> [REQUIRED ACTION]: Retype every entry precisely and keep each line whole.

※ ※ ※

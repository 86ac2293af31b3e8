// SPDX-License-Identifier: AGPL-3.0-or-later
// © 2025 Ryo ∴ SpiralArchitect (kishkavsesvit@icloud.com)
// Part of LayerLens — Licensed under AGPL-3.0-or-later.
// Unauthorized derivative works or closed redistribution prohibited under AGPL §13.

use crate::module::{Module, Parameter};
use crate::{PureResult, Tensor, TensorError};

/// Substituted for a fractional contribution whose pre-activation sum is
/// exactly zero, so relevance never divides by zero.
const STABILIZATION_EPSILON: f64 = 1e-12;

fn validate_positive(value: usize, label: &'static str) -> PureResult<()> {
    if value == 0 {
        return Err(TensorError::InvalidValue { label });
    }
    Ok(())
}

/// Number of sliding-window positions along one axis. The input extent minus
/// the filter extent must be a non-negative exact multiple of the stride;
/// anything else would silently drop trailing rows or columns.
fn output_extent(extent: usize, filter: usize, stride: usize) -> PureResult<usize> {
    if extent < filter || (extent - filter) % stride != 0 {
        return Err(TensorError::InvalidStride {
            extent,
            filter,
            stride,
        });
    }
    Ok((extent - filter) / stride + 1)
}

struct ForwardContext {
    input: Tensor,
    output: Tensor,
}

/// Two-dimensional convolution over batch-major `(N, H, W, D)` activations.
///
/// The filter bank is a `(fh, fw, fd, n)` tensor contracted against every
/// input sub-window over its three trailing axes. Besides the usual
/// forward/backward/update lifecycle the layer implements the LRP z-rule,
/// redistributing each output's relevance onto the inputs of its receptive
/// field in proportion to their share of the pre-activation sum.
pub struct Convolution {
    weight: Parameter,
    bias: Parameter,
    filter: (usize, usize, usize, usize),
    stride: (usize, usize),
    context: Option<ForwardContext>,
    grad_output: Option<Tensor>,
}

impl core::fmt::Debug for Convolution {
    fn fmt(&self, f: &mut core::fmt::Formatter<'_>) -> core::fmt::Result {
        write!(
            f,
            "Convolution(filter={:?},stride={:?},cached={})",
            self.filter,
            self.stride,
            self.context.is_some()
        )
    }
}

impl Convolution {
    /// Builds the layer with a depth-scaled random weight draw and a zero
    /// bias. The weight standard deviation is `1/sqrt(fh * fw * fd)` so the
    /// pre-activation variance stays independent of the filter volume.
    pub fn new(
        name: impl Into<String>,
        filter: (usize, usize, usize, usize),
        stride: (usize, usize),
        seed: Option<u64>,
    ) -> PureResult<Self> {
        let (fh, fw, fd, filters) = filter;
        validate_positive(fh, "filter_height")?;
        validate_positive(fw, "filter_width")?;
        validate_positive(fd, "filter_depth")?;
        validate_positive(filters, "filter_count")?;
        validate_positive(stride.0, "row_stride")?;
        validate_positive(stride.1, "col_stride")?;
        let name = name.into();
        let std = 1.0 / ((fh * fw * fd) as f64).sqrt();
        let weight = Tensor::random_normal([fh, fw, fd, filters], 0.0, std, seed)?;
        let bias = Tensor::zeros([1, 1, 1, filters])?;
        Ok(Self {
            weight: Parameter::new(format!("{name}::weight"), weight),
            bias: Parameter::new(format!("{name}::bias"), bias),
            filter,
            stride,
            context: None,
            grad_output: None,
        })
    }

    /// Returns the `(fh, fw, fd, n)` filter shape.
    pub fn filter(&self) -> (usize, usize, usize, usize) {
        self.filter
    }

    /// Returns the `(row, col)` stride pair.
    pub fn stride(&self) -> (usize, usize) {
        self.stride
    }

    fn output_shape(&self, input: &Tensor) -> PureResult<[usize; 4]> {
        let [batch, height, width, depth] = input.shape();
        let (fh, fw, fd, filters) = self.filter;
        if depth != fd {
            return Err(TensorError::ShapeMismatch {
                left: input.shape(),
                right: [fh, fw, fd, filters],
            });
        }
        let hout = output_extent(height, fh, self.stride.0)?;
        let wout = output_extent(width, fw, self.stride.1)?;
        Ok([batch, hout, wout, filters])
    }

    fn cached(&self) -> PureResult<&ForwardContext> {
        self.context.as_ref().ok_or(TensorError::NoCachedForwardPass {
            layer: "convolution",
        })
    }
}
// SPDX-License-Identifier: AGPL-3.0-or-later
// © 2025 Ryo ∴ SpiralArchitect (kishkavsesvit@icloud.com)
// Part of LayerLens — Licensed under AGPL-3.0-or-later.
// Unauthorized derivative works or closed redistribution prohibited under AGPL §13.

use crate::module::Module;
use crate::{PureResult, Tensor, TensorError};

/// Stateless normalization layer, `Y = exp(X) / Σ exp(X)` per batch row.
///
/// The exponentials are taken without max-subtraction, so very large logits
/// overflow to infinity; callers are expected to feed moderately scaled
/// activations. The `lrp` rule is the simplified `R ⊙ X` product, which
/// neither renormalizes nor accounts for the softmax coupling across
/// classes.
#[derive(Debug, Default)]
pub struct SoftMax {
    input: Option<Tensor>,
}

impl SoftMax {
    /// Creates a new softmax layer.
    pub fn new() -> Self {
        Self::default()
    }
}

impl Module for SoftMax {
    fn forward(&mut self, input: &Tensor) -> PureResult<Tensor> {
        let [batch, height, width, depth] = input.shape();
        let row = height * width * depth;
        let mut output = input.clone();
        {
            let data = output.data_mut();
            for b in 0..batch {
                let slice = &mut data[b * row..(b + 1) * row];
                let mut sum = 0.0;
                for value in slice.iter_mut() {
                    *value = value.exp();
                    sum += *value;
                }
                for value in slice.iter_mut() {
                    *value /= sum;
                }
            }
        }
        self.input = Some(input.clone());
        Ok(output)
    }

    fn lrp(&mut self, relevance: &Tensor) -> PureResult<Tensor> {
        let input = self
            .input
            .as_ref()
            .ok_or(TensorError::NoCachedForwardPass { layer: "softmax" })?;
        if relevance.shape() != input.shape() {
            return Err(TensorError::ShapeMismatch {
                left: relevance.shape(),
                right: input.shape(),
            });
        }
        let mut redistributed = relevance.clone();
        for (value, x) in redistributed.data_mut().iter_mut().zip(input.data().iter()) {
            *value *= x;
        }
        Ok(redistributed)
    }

    fn clean(&mut self) {
        self.input = None;
    }
}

※ ※ ※

> [RESPONSE]:
repository 86ac2293af31b3e8
// SPDX-License-Identifier: AGPL-3.0-or-later
// © 2025 Ryo ∴ SpiralArchitect (kishkavsesvit@icloud.com)
// Part of LayerLens — Licensed under AGPL-3.0-or-later.
// Unauthorized derivative works or closed redistribution prohibited under AGPL §13.

use crate::module::{Module, Parameter};
use crate::{PureResult, Tensor, TensorError};

/// Substituted for a fractional contribution whose pre-activation sum is
/// exactly zero, so relevance never divides by zero.
const STABILIZATION_EPSILON: f64 = 1e-12;

fn validate_positive(value: usize, label: &'static str) -> PureResult<()> {
    if value == 0 {
        return Err(TensorError::InvalidValue { label });
    }
    Ok(())
}

/// Number of sliding-window positions along one axis. The input extent minus
/// the filter extent must be a non-negative exact multiple of the stride;
/// anything else would silently drop trailing rows or columns.
fn output_extent(extent: usize, filter: usize, stride: usize) -> PureResult<usize> {
    if extent < filter || (extent - filter) % stride != 0 {
        return Err(TensorError::InvalidStride {
            extent,
            filter,
            stride,
        });
    }
    Ok((extent - filter) / stride + 1)
}

struct ForwardContext {
    input: Tensor,
    output: Tensor,
}

/// Two-dimensional convolution over batch-major `(N, H, W, D)` activations.
///
/// The filter bank is a `(fh, fw, fd, n)` tensor contracted against every
/// input sub-window over its three trailing axes. Besides the usual
/// forward/backward/update lifecycle the layer implements the LRP z-rule,
/// redistributing each output's relevance onto the inputs of its receptive
/// field in proportion to their share of the pre-activation sum.
pub struct Convolution {
    weight: Parameter,
    bias: Parameter,
    filter: (usize, usize, usize, usize),
    stride: (usize, usize),
    context: Option<ForwardContext>,
    grad_output: Option<Tensor>,
}

impl core::fmt::Debug for Convolution {
    fn fmt(&self, f: &mut core::fmt::Formatter<'_>) -> core::fmt::Result {
        write!(
            f,
            "Convolution(filter={:?},stride={:?},cached={})",
            self.filter,
            self.stride,
            self.context.is_some()
        )
    }
}

impl Convolution {
    /// Builds the layer with a depth-scaled random weight draw and a zero
    /// bias. The weight standard deviation is `1/sqrt(fh * fw * fd)` so the
    /// pre-activation variance stays independent of the filter volume.
    pub fn new(
        name: impl Into<String>,
        filter: (usize, usize, usize, usize),
        stride: (usize, usize),
        seed: Option<u64>,
    ) -> PureResult<Self> {
        let (fh, fw, fd, filters) = filter;
        validate_positive(fh, "filter_height")?;
        validate_positive(fw, "filter_width")?;
        validate_positive(fd, "filter_depth")?;
        validate_positive(filters, "filter_count")?;
        validate_positive(stride.0, "row_stride")?;
        validate_positive(stride.1, "col_stride")?;
        let name = name.into();
        let std = 1.0 / ((fh * fw * fd) as f64).sqrt();
        let weight = Tensor::random_normal([fh, fw, fd, filters], 0.0, std, seed)?;
        let bias = Tensor::zeros([1, 1, 1, filters])?;
        Ok(Self {
            weight: Parameter::new(format!("{name}::weight"), weight),
            bias: Parameter::new(format!("{name}::bias"), bias),
            filter,
            stride,
            context: None,
            grad_output: None,
        })
    }

    /// Returns the `(fh, fw, fd, n)` filter shape.
    pub fn filter(&self) -> (usize, usize, usize, usize) {
        self.filter
    }

    /// Returns the `(row, col)` stride pair.
    pub fn stride(&self) -> (usize, usize) {
        self.stride
    }

    fn output_shape(&self, input: &Tensor) -> PureResult<[usize; 4]> {
        let [batch, height, width, depth] = input.shape();
        let (fh, fw, fd, filters) = self.filter;
        if depth != fd {
            return Err(TensorError::ShapeMismatch {
                left: input.shape(),
                right: [fh, fw, fd, filters],
            });
        }
        let hout = output_extent(height, fh, self.stride.0)?;
        let wout = output_extent(width, fw, self.stride.1)?;
        Ok([batch, hout, wout, filters])
    }

    fn cached(&self) -> PureResult<&ForwardContext> {
        self.context.as_ref().ok_or(TensorError::NoCachedForwardPass {
            layer: "convolution",
        })
    }
}
// SPDX-License-Identifier: AGPL-3.0-or-later
// © 2025 Ryo ∴ SpiralArchitect (kishkavsesvit@icloud.com)
// Part of LayerLens — Licensed under AGPL-3.0-or-later.
// Unauthorized derivative works or closed redistribution prohibited under AGPL §13.

use crate::module::Module;
use crate::{PureResult, Tensor, TensorError};

/// Stateless normalization layer, `Y = exp(X) / Σ exp(X)` per batch row.
///
/// The exponentials are taken without max-subtraction, so very large logits
/// overflow to infinity; callers are expected to feed moderately scaled
/// activations. The `lrp` rule is the simplified `R ⊙ X` product, which
/// neither renormalizes nor accounts for the softmax coupling across
/// classes.
#[derive(Debug, Default)]
pub struct SoftMax {
    input: Option<Tensor>,
}

impl SoftMax {
    /// Creates a new softmax layer.
    pub fn new() -> Self {
        Self::default()
    }
}

impl Module for SoftMax {
    fn forward(&mut self, input: &Tensor) -> PureResult<Tensor> {
        let [batch, height, width, depth] = input.shape();
        let row = height * width * depth;
        let mut output = input.clone();
        {
            let data = output.data_mut();
            for b in 0..batch {
                let slice = &mut data[b * row..(b + 1) * row];
                let mut sum = 0.0;
                for value in slice.iter_mut() {
                    *value = value.exp();
                    sum += *value;
                }
                for value in slice.iter_mut() {
                    *value /= sum;
                }
            }
        }
        self.input = Some(input.clone());
        Ok(output)
    }

    fn lrp(&mut self, relevance: &Tensor) -> PureResult<Tensor> {
        let input = self
            .input
            .as_ref()
            .ok_or(TensorError::NoCachedForwardPass { layer: "softmax" })?;
        if relevance.shape() != input.shape() {
            return Err(TensorError::ShapeMismatch {
                left: relevance.shape(),
                right: input.shape(),
            });
        }
        let mut redistributed = relevance.clone();
        for (value, x) in redistributed.data_mut().iter_mut().zip(input.data().iter()) {
            *value *= x;
        }
        Ok(redistributed)
    }

    fn clean(&mut self) {
        self.input = None;
    }
}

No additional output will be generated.